◆ TRY IT ◆
Every line containing the word "RuleSetRegistry" is to be copied from the data below.

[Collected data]
*** Begin section ***

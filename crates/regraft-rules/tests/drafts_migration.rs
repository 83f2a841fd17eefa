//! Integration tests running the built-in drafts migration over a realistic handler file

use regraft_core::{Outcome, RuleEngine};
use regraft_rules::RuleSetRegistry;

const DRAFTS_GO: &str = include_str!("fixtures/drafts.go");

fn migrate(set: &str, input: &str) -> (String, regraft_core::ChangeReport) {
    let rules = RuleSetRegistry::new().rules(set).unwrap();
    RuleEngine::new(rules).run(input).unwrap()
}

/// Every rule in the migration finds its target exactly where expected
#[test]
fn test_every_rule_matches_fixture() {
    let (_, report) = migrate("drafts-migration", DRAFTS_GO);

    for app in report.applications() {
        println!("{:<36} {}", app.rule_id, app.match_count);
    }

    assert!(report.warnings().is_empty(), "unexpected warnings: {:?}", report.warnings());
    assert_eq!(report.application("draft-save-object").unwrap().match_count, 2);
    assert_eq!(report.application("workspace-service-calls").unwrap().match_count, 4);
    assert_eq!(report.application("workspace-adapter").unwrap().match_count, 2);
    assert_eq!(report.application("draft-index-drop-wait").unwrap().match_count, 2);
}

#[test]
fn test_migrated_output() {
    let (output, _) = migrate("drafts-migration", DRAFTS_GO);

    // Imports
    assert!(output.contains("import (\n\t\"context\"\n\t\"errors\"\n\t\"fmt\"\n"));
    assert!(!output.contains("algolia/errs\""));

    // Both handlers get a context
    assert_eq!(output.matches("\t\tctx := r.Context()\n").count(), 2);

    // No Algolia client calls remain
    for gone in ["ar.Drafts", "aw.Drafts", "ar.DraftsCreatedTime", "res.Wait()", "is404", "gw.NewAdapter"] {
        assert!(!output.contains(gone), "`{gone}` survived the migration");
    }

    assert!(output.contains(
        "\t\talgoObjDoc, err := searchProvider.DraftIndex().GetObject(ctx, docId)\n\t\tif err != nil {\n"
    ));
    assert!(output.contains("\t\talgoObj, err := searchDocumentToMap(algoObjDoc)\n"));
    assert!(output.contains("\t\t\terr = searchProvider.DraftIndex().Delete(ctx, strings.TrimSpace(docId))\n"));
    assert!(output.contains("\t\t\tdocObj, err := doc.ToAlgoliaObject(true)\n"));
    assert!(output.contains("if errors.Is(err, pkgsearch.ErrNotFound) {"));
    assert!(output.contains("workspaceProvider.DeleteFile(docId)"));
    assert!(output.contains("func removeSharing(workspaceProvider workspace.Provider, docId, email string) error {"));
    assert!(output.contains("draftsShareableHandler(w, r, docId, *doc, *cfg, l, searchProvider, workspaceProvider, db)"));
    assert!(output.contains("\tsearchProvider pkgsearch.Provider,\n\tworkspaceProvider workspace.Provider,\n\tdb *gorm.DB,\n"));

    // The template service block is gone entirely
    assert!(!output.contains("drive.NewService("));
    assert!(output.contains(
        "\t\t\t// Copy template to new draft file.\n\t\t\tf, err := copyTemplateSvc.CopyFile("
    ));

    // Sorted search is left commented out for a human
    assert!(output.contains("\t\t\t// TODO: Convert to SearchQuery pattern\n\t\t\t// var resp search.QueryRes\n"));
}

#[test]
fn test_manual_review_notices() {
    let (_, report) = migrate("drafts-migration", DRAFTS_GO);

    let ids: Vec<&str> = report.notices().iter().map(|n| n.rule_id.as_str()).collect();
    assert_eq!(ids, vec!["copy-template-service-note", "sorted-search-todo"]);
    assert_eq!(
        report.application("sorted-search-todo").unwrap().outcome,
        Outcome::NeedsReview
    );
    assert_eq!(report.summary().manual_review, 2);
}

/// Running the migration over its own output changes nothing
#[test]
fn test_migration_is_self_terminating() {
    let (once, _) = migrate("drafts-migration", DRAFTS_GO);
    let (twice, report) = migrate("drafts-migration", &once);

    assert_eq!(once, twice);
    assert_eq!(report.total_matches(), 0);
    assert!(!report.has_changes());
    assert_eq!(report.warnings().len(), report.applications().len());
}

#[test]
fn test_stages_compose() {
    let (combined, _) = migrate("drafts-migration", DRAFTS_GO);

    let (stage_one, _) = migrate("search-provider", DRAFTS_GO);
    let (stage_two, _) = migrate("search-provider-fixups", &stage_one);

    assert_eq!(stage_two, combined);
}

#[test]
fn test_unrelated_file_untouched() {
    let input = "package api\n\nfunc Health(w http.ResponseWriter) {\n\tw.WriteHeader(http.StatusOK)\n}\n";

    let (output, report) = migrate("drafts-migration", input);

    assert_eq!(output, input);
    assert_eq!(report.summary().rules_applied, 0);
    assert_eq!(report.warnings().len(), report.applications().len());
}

*** End section ***

◆ ANSWER AREA ◆
use regraft_rules::RuleSetRegistry;
    let rules = RuleSetRegistry::new().rules(set).unwrap();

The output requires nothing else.